» Saved entries
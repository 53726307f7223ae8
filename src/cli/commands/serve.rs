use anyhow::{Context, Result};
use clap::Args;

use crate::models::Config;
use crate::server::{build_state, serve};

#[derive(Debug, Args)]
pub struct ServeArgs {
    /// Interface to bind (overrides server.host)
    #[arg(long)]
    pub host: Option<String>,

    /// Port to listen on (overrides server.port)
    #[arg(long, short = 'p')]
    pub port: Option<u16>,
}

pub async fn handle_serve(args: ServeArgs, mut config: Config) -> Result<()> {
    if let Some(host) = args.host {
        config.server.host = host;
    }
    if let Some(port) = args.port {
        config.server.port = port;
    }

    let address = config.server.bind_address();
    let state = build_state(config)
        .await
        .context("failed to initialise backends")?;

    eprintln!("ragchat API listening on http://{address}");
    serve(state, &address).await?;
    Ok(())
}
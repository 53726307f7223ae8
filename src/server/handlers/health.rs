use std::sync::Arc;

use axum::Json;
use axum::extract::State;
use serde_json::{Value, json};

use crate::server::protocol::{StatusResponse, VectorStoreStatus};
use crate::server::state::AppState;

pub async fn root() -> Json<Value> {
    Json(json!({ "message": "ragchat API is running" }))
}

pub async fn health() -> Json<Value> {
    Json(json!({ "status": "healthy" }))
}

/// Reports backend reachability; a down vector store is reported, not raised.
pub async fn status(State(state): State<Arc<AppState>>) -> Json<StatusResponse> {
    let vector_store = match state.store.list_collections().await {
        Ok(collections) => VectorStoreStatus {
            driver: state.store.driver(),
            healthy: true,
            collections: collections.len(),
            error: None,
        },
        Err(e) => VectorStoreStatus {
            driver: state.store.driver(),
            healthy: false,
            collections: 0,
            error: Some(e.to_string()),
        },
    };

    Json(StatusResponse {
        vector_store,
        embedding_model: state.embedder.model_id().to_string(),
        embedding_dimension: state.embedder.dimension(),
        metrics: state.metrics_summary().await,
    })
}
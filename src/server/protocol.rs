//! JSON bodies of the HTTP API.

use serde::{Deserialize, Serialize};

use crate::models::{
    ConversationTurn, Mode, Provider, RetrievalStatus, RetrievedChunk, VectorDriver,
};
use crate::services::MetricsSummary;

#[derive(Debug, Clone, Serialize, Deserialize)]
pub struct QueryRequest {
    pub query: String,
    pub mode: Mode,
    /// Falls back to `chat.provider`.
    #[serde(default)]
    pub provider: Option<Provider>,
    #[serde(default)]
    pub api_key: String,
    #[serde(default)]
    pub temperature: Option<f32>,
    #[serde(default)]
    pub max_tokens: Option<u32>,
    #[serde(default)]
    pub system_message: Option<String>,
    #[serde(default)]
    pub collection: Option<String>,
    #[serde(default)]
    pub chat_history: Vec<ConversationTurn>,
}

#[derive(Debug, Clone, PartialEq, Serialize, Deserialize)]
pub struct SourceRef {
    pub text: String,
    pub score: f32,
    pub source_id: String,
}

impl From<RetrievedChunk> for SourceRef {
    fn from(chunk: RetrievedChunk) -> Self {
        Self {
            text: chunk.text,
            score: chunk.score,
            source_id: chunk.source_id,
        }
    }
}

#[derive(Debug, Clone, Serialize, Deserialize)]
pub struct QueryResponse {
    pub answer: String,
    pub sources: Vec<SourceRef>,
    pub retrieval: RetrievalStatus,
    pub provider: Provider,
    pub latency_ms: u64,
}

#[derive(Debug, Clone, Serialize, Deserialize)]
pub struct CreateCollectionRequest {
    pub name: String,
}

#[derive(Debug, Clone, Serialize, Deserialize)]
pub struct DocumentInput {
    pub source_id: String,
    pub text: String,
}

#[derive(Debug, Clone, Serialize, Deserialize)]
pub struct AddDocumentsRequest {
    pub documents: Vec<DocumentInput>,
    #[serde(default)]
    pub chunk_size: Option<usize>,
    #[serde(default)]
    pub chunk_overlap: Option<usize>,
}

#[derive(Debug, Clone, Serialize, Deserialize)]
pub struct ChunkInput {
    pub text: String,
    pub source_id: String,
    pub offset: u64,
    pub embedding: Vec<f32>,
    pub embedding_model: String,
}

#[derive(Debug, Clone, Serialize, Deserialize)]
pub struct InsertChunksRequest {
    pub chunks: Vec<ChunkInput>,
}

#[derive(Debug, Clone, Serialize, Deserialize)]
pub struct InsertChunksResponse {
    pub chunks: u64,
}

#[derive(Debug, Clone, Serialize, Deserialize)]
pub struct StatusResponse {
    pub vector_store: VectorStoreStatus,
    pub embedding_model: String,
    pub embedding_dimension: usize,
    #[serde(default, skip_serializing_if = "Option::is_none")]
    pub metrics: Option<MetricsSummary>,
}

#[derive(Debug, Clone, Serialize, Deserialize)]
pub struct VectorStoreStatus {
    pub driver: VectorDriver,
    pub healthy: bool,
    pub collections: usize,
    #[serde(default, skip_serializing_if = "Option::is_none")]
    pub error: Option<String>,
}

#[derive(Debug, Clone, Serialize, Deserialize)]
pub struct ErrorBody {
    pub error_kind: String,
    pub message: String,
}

» What you need to do
Return each line of the records above in which the word "DocumentInput" occurs.

» Response to this exercise
pub struct DocumentInput {
    pub documents: Vec<DocumentInput>,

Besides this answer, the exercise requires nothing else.